PROBLEM REQUIREMENTS.
Using the data below, copy every line that contains the word "title".

SOURCE MATERIAL.

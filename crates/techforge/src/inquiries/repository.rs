use std::collections::BTreeMap;

use chrono::{DateTime, Duration, Utc};

use super::domain::{Inquiry, InquiryId, InquiryQuery, NewInquiry};

/// Storage abstraction owning every persisted inquiry.
///
/// Writes are serialized per call; there is no compare-and-swap, so two concurrent `save`
/// calls for the same inquiry resolve as last-write-wins.
pub trait InquiryRepository: Send + Sync {
    /// Assigns the identifier, timestamps, and `new` status.
    fn create(&self, fields: NewInquiry) -> Result<Inquiry, RepositoryError>;
    fn get(&self, id: InquiryId) -> Result<Inquiry, RepositoryError>;
    /// Refreshes `updated_at` and persists everything except `id` and `created_at`.
    fn save(&self, inquiry: Inquiry) -> Result<Inquiry, RepositoryError>;
    /// Newest first.
    fn list(&self, query: &InquiryQuery) -> Result<Vec<Inquiry>, RepositoryError>;
}

#[derive(Debug, thiserror::Error)]
pub enum RepositoryError {
    #[error("inquiry {0} not found")]
    NotFound(InquiryId),
    #[error("inquiry store unavailable: {0}")]
    Unavailable(String),
}

/// Inquiry table plus id sequence, shared by the in-memory and file-backed stores.
#[derive(Debug, Clone, Default)]
pub(crate) struct InquiryTable {
    next_id: u64,
    rows: BTreeMap<InquiryId, Inquiry>,
}

impl InquiryTable {
    pub(crate) fn from_rows(rows: Vec<Inquiry>) -> Self {
        let rows: BTreeMap<InquiryId, Inquiry> =
            rows.into_iter().map(|row| (row.id, row)).collect();
        let next_id = rows.keys().next_back().map_or(1, |id| id.0 + 1);
        Self { next_id, rows }
    }

    pub(crate) fn rows(&self) -> impl Iterator<Item = &Inquiry> {
        self.rows.values()
    }

    pub(crate) fn create(&mut self, fields: NewInquiry, now: DateTime<Utc>) -> Inquiry {
        let id = InquiryId(self.next_id.max(1));
        self.next_id = id.0 + 1;
        let inquiry = Inquiry::from_new(id, fields, now);
        self.rows.insert(id, inquiry.clone());
        inquiry
    }

    pub(crate) fn get(&self, id: InquiryId) -> Result<Inquiry, RepositoryError> {
        self.rows
            .get(&id)
            .cloned()
            .ok_or(RepositoryError::NotFound(id))
    }

    pub(crate) fn save(
        &mut self,
        mut inquiry: Inquiry,
        now: DateTime<Utc>,
    ) -> Result<Inquiry, RepositoryError> {
        let stored = self
            .rows
            .get_mut(&inquiry.id)
            .ok_or(RepositoryError::NotFound(inquiry.id))?;

        inquiry.created_at = stored.created_at;
        inquiry.updated_at = next_timestamp(stored.updated_at, now);
        *stored = inquiry.clone();
        Ok(inquiry)
    }

    pub(crate) fn list(&self, query: &InquiryQuery) -> Vec<Inquiry> {
        let mut matches: Vec<Inquiry> = self
            .rows
            .values()
            .filter(|inquiry| query.matches(inquiry))
            .cloned()
            .collect();
        matches.sort_by(|a, b| {
            b.created_at
                .cmp(&a.created_at)
                .then_with(|| b.id.cmp(&a.id))
        });
        matches
    }
}

/// `updated_at` must strictly increase even when the wall clock has not moved.
fn next_timestamp(previous: DateTime<Utc>, now: DateTime<Utc>) -> DateTime<Utc> {
    if now > previous {
        now
    } else {
        previous + Duration::microseconds(1)
    }
}
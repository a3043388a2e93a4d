use techforge_web::run;

#[tokio::main]
async fn main() {
    if let Err(err) = run().await {
        eprintln!("application error: {err}");
        std::process::exit(1);
    }
}
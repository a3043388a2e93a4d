//! Server-rendered HTML for the public landing page and the staff screens.

use std::fmt::Write as _;

use super::domain::{ContactSubmission, Inquiry, InquiryQuery, InquiryStatus, ReplyForm};
use super::flash::Flash;
use super::validation::FieldErrors;
use crate::html::{escape_html, linebreaks};

const NOT_PROVIDED: &str = "Not provided";

/// Input widget description; presentation only, validation lives in `validation`.
struct Field<'a> {
    name: &'a str,
    label: &'a str,
    input_type: &'a str,
    placeholder: &'a str,
    required: bool,
}

const CONTACT_FIELDS: [Field<'static>; 5] = [
    Field {
        name: "name",
        label: "Name",
        input_type: "text",
        placeholder: "Your Name",
        required: true,
    },
    Field {
        name: "email",
        label: "Email",
        input_type: "email",
        placeholder: "Your Email",
        required: true,
    },
    Field {
        name: "phone",
        label: "Phone",
        input_type: "text",
        placeholder: "Your Phone (Optional)",
        required: false,
    },
    Field {
        name: "company",
        label: "Company",
        input_type: "text",
        placeholder: "Your Company (Optional)",
        required: false,
    },
    Field {
        name: "subject",
        label: "Subject",
        input_type: "text",
        placeholder: "Subject",
        required: true,
    },
];

fn layout(title: &str, flash: Option<&Flash>, body: &str) -> String {
    let mut html = String::new();
    writeln!(
        html,
        "<!DOCTYPE html>\n<html lang=\"en\">\n<head><meta charset=\"utf-8\"><meta name=\"viewport\" content=\"width=device-width, initial-scale=1\"><title>{}</title></head>\n<body>",
        escape_html(title)
    )
    .expect("write head");
    if let Some(flash) = flash {
        writeln!(
            html,
            "<div class=\"alert alert-{}\" role=\"alert\">{}</div>",
            flash.level.label(),
            escape_html(&flash.message)
        )
        .expect("write flash");
    }
    html.push_str(body);
    html.push_str("\n</body>\n</html>\n");
    html
}

fn field_error(html: &mut String, errors: &FieldErrors, name: &str) {
    if let Some(message) = errors.get(name) {
        writeln!(
            html,
            "<div class=\"invalid-feedback\" data-field=\"{}\">{}</div>",
            name,
            escape_html(message)
        )
        .expect("write field error");
    }
}

fn contact_value<'a>(values: &'a ContactSubmission, name: &str) -> &'a str {
    match name {
        "name" => &values.name,
        "email" => &values.email,
        "phone" => values.phone.as_deref().unwrap_or_default(),
        "company" => values.company.as_deref().unwrap_or_default(),
        "subject" => &values.subject,
        "message" => &values.message,
        _ => "",
    }
}

pub fn landing_page(
    organization: &str,
    values: &ContactSubmission,
    errors: &FieldErrors,
    flash: Option<&Flash>,
) -> String {
    let mut body = String::new();
    writeln!(
        body,
        "<header class=\"hero\"><h1>{org}</h1><p>Software engineering, cloud platforms and product design for growing teams.</p></header>",
        org = escape_html(organization)
    )
    .expect("write hero");

    body.push_str("<section id=\"contact\"><h2>Contact us</h2>\n<form method=\"post\" action=\"/contact\" novalidate>\n");
    for field in &CONTACT_FIELDS {
        writeln!(
            body,
            "<label for=\"id_{name}\">{label}</label><input type=\"{kind}\" class=\"form-control\" id=\"id_{name}\" name=\"{name}\" placeholder=\"{placeholder}\" value=\"{value}\"{required}>",
            name = field.name,
            label = field.label,
            kind = field.input_type,
            placeholder = field.placeholder,
            value = escape_html(contact_value(values, field.name)),
            required = if field.required { " required" } else { "" },
        )
        .expect("write input");
        field_error(&mut body, errors, field.name);
    }
    writeln!(
        body,
        "<label for=\"id_message\">Message</label><textarea class=\"form-control\" id=\"id_message\" name=\"message\" rows=\"5\" placeholder=\"Your Message\" required>{}</textarea>",
        escape_html(&values.message)
    )
    .expect("write message");
    field_error(&mut body, errors, "message");
    body.push_str("<button type=\"submit\">Send Message</button>\n</form></section>");

    layout(organization, flash, &body)
}

fn status_options(html: &mut String, selected: Option<InquiryStatus>) {
    for status in InquiryStatus::ALL {
        writeln!(
            html,
            "<option value=\"{}\"{}>{}</option>",
            status.label(),
            if Some(status) == selected { " selected" } else { "" },
            status.display_name()
        )
        .expect("write status option");
    }
}

pub fn admin_list_page(inquiries: &[Inquiry], query: &InquiryQuery, flash: Option<&Flash>) -> String {
    let mut body = String::new();
    body.push_str("<h1>Contact Inquiries</h1>\n");

    body.push_str("<form method=\"get\" action=\"/admin/inquiries\" class=\"filters\"><select name=\"status\"><option value=\"\">All statuses</option>");
    status_options(&mut body, query.status);
    writeln!(
        body,
        "</select><input type=\"search\" name=\"q\" value=\"{}\" placeholder=\"Search name, email, subject, message\"><button type=\"submit\">Filter</button></form>",
        escape_html(query.search.as_deref().unwrap_or_default())
    )
    .expect("write filters");

    if inquiries.is_empty() {
        body.push_str("<p class=\"empty\">No inquiries found.</p>");
        return layout("Contact Inquiries", flash, &body);
    }

    body.push_str("<form method=\"post\" action=\"/admin/inquiries\">\n<table>\n<thead><tr><th>Name</th><th>Email</th><th>Subject</th><th>Status</th><th>Created</th><th>Action</th></tr></thead>\n<tbody>\n");
    for inquiry in inquiries {
        writeln!(
            body,
            "<tr data-id=\"{id}\"><td><a href=\"/admin/inquiries/{id}\">{name}</a></td><td>{email}</td><td>{subject}</td><td><select name=\"status_{id}\">",
            id = inquiry.id,
            name = escape_html(&inquiry.name),
            email = escape_html(&inquiry.email),
            subject = escape_html(&inquiry.subject),
        )
        .expect("write row");
        status_options(&mut body, Some(inquiry.status));
        writeln!(
            body,
            "</select></td><td>{created}</td><td><a class=\"button\" href=\"/admin/inquiries/{id}/reply\">Reply</a></td></tr>",
            created = inquiry.created_at.format("%Y-%m-%d %H:%M"),
            id = inquiry.id,
        )
        .expect("write row tail");
    }
    body.push_str("</tbody>\n</table>\n<button type=\"submit\">Save</button>\n</form>");

    layout("Contact Inquiries", flash, &body)
}

fn reply_preview(html: &mut String, inquiry: &Inquiry) {
    match inquiry.reply_draft() {
        None => html.push_str("<p class=\"reply-preview\">No reply drafted yet</p>"),
        Some((subject, message)) => {
            writeln!(
                html,
                "<div class=\"reply-preview\"><h4>Preview:</h4><p><strong>Subject:</strong> {}</p><div>{}</div></div>",
                escape_html(subject),
                linebreaks(message)
            )
            .expect("write reply preview");
        }
    }
}

pub fn admin_detail_page(inquiry: &Inquiry, flash: Option<&Flash>) -> String {
    let mut body = String::new();
    writeln!(
        body,
        "<p><a href=\"/admin/inquiries\">&larr; All inquiries</a></p><h1>{}</h1>",
        escape_html(&inquiry.label())
    )
    .expect("write heading");

    writeln!(
        body,
        "<section class=\"contact-details\"><h2>Contact Information</h2><p><strong>Name:</strong> {}</p><p><strong>Email:</strong> {}</p><p><strong>Phone:</strong> {}</p><p><strong>Company:</strong> {}</p></section>",
        escape_html(&inquiry.name),
        escape_html(&inquiry.email),
        escape_html(inquiry.phone.as_deref().unwrap_or(NOT_PROVIDED)),
        escape_html(inquiry.company.as_deref().unwrap_or(NOT_PROVIDED)),
    )
    .expect("write contact details");

    writeln!(
        body,
        "<section><h2>Message Details</h2><p><strong>Subject:</strong> {}</p><div class=\"message\">{}</div></section>",
        escape_html(&inquiry.subject),
        linebreaks(&inquiry.message)
    )
    .expect("write message details");

    body.push_str("<section><h2>Reply</h2>");
    reply_preview(&mut body, inquiry);
    if let Some(replied_at) = inquiry.replied_at {
        writeln!(
            body,
            "<p><strong>Replied:</strong> {}</p>",
            replied_at.format("%Y-%m-%d %H:%M")
        )
        .expect("write replied at");
    }
    writeln!(
        body,
        "<p><a class=\"button\" href=\"/admin/inquiries/{}/reply\">Reply</a></p></section>",
        inquiry.id
    )
    .expect("write reply link");

    writeln!(
        body,
        "<section><h2>Status &amp; Tracking</h2><form method=\"post\" action=\"/admin/inquiries/{}\"><label for=\"id_status\">Status</label><select id=\"id_status\" name=\"status\">",
        inquiry.id
    )
    .expect("write status form");
    status_options(&mut body, Some(inquiry.status));
    writeln!(
        body,
        "</select><label for=\"id_admin_notes\">Admin notes</label><textarea id=\"id_admin_notes\" name=\"admin_notes\" rows=\"4\">{}</textarea><button type=\"submit\">Save</button></form><p><strong>Created:</strong> {}</p><p><strong>Updated:</strong> {}</p></section>",
        escape_html(inquiry.admin_notes.as_deref().unwrap_or_default()),
        inquiry.created_at.format("%Y-%m-%d %H:%M:%S"),
        inquiry.updated_at.format("%Y-%m-%d %H:%M:%S"),
    )
    .expect("write tracking");

    layout(&inquiry.label(), flash, &body)
}

/// Reply screen state: either the suggested defaults or the values staff just posted.
pub struct ReplyScreen<'a> {
    pub inquiry: &'a Inquiry,
    pub form: &'a ReplyForm,
    pub send_email: bool,
    pub sender_name: &'a str,
    pub errors: &'a FieldErrors,
}

pub fn reply_page(screen: &ReplyScreen<'_>, flash: Option<&Flash>) -> String {
    let ReplyScreen {
        inquiry,
        form,
        send_email,
        sender_name,
        errors,
    } = screen;
    let mut body = String::new();

    writeln!(
        body,
        "<p><a href=\"/admin/inquiries\">&larr; All inquiries</a></p><h1>Reply to {}</h1>",
        escape_html(&inquiry.name)
    )
    .expect("write heading");

    writeln!(
        body,
        "<section class=\"original\"><p><strong>From:</strong> {} &lt;{}&gt;</p><p><strong>Subject:</strong> {}</p><p><strong>Received:</strong> {}</p><div class=\"message\">{}</div></section>",
        escape_html(&inquiry.name),
        escape_html(&inquiry.email),
        escape_html(&inquiry.subject),
        inquiry.created_at.format("%B %d, %Y at %I:%M %p"),
        linebreaks(&inquiry.message)
    )
    .expect("write original");

    if inquiry.reply_draft().is_some() {
        body.push_str("<section class=\"saved-draft\"><h2>Saved draft</h2>");
        reply_preview(&mut body, inquiry);
        body.push_str("</section>");
    }

    writeln!(
        body,
        "<form method=\"post\" action=\"/admin/inquiries/{}/reply\">\n<label for=\"id_reply_subject\">Subject</label><input type=\"text\" id=\"id_reply_subject\" name=\"reply_subject\" value=\"{}\" required>",
        inquiry.id,
        escape_html(&form.reply_subject)
    )
    .expect("write subject");
    field_error(&mut body, errors, "reply_subject");

    writeln!(
        body,
        "<label for=\"id_reply_message\">Message</label><textarea id=\"id_reply_message\" name=\"reply_message\" rows=\"12\" required>{}</textarea>",
        escape_html(&form.reply_message)
    )
    .expect("write message");
    field_error(&mut body, errors, "reply_message");

    writeln!(
        body,
        "<label for=\"id_admin_notes\">Admin notes</label><textarea id=\"id_admin_notes\" name=\"admin_notes\" rows=\"4\">{}</textarea>\n<label for=\"id_sender_name\">Signature</label><input type=\"text\" id=\"id_sender_name\" name=\"sender_name\" value=\"{}\">\n<label><input type=\"checkbox\" name=\"send_email\" value=\"on\"{}> Send email to {}</label>\n<button type=\"submit\">Save</button>\n</form>",
        escape_html(&form.admin_notes),
        escape_html(sender_name),
        if *send_email { " checked" } else { "" },
        escape_html(&inquiry.email)
    )
    .expect("write reply controls");

    layout(&format!("Reply to {}", inquiry.name), flash, &body)
}

pub fn not_found_page(detail: &str) -> String {
    let body = format!("<h1>Not Found</h1><p>{}</p>", escape_html(detail));
    layout("Not Found", None, &body)
}

pub fn error_page(detail: &str) -> String {
    let body = format!(
        "<h1>Something went wrong</h1><p>{}</p>",
        escape_html(detail)
    );
    layout("Server Error", None, &body)
}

COMPLETED TASK.
fn layout(title: &str, flash: Option<&Flash>, body: &str) -> String {
        "<!DOCTYPE html>\n<html lang=\"en\">\n<head><meta charset=\"utf-8\"><meta name=\"viewport\" content=\"width=device-width, initial-scale=1\"><title>{}</title></head>\n<body>",
        escape_html(title)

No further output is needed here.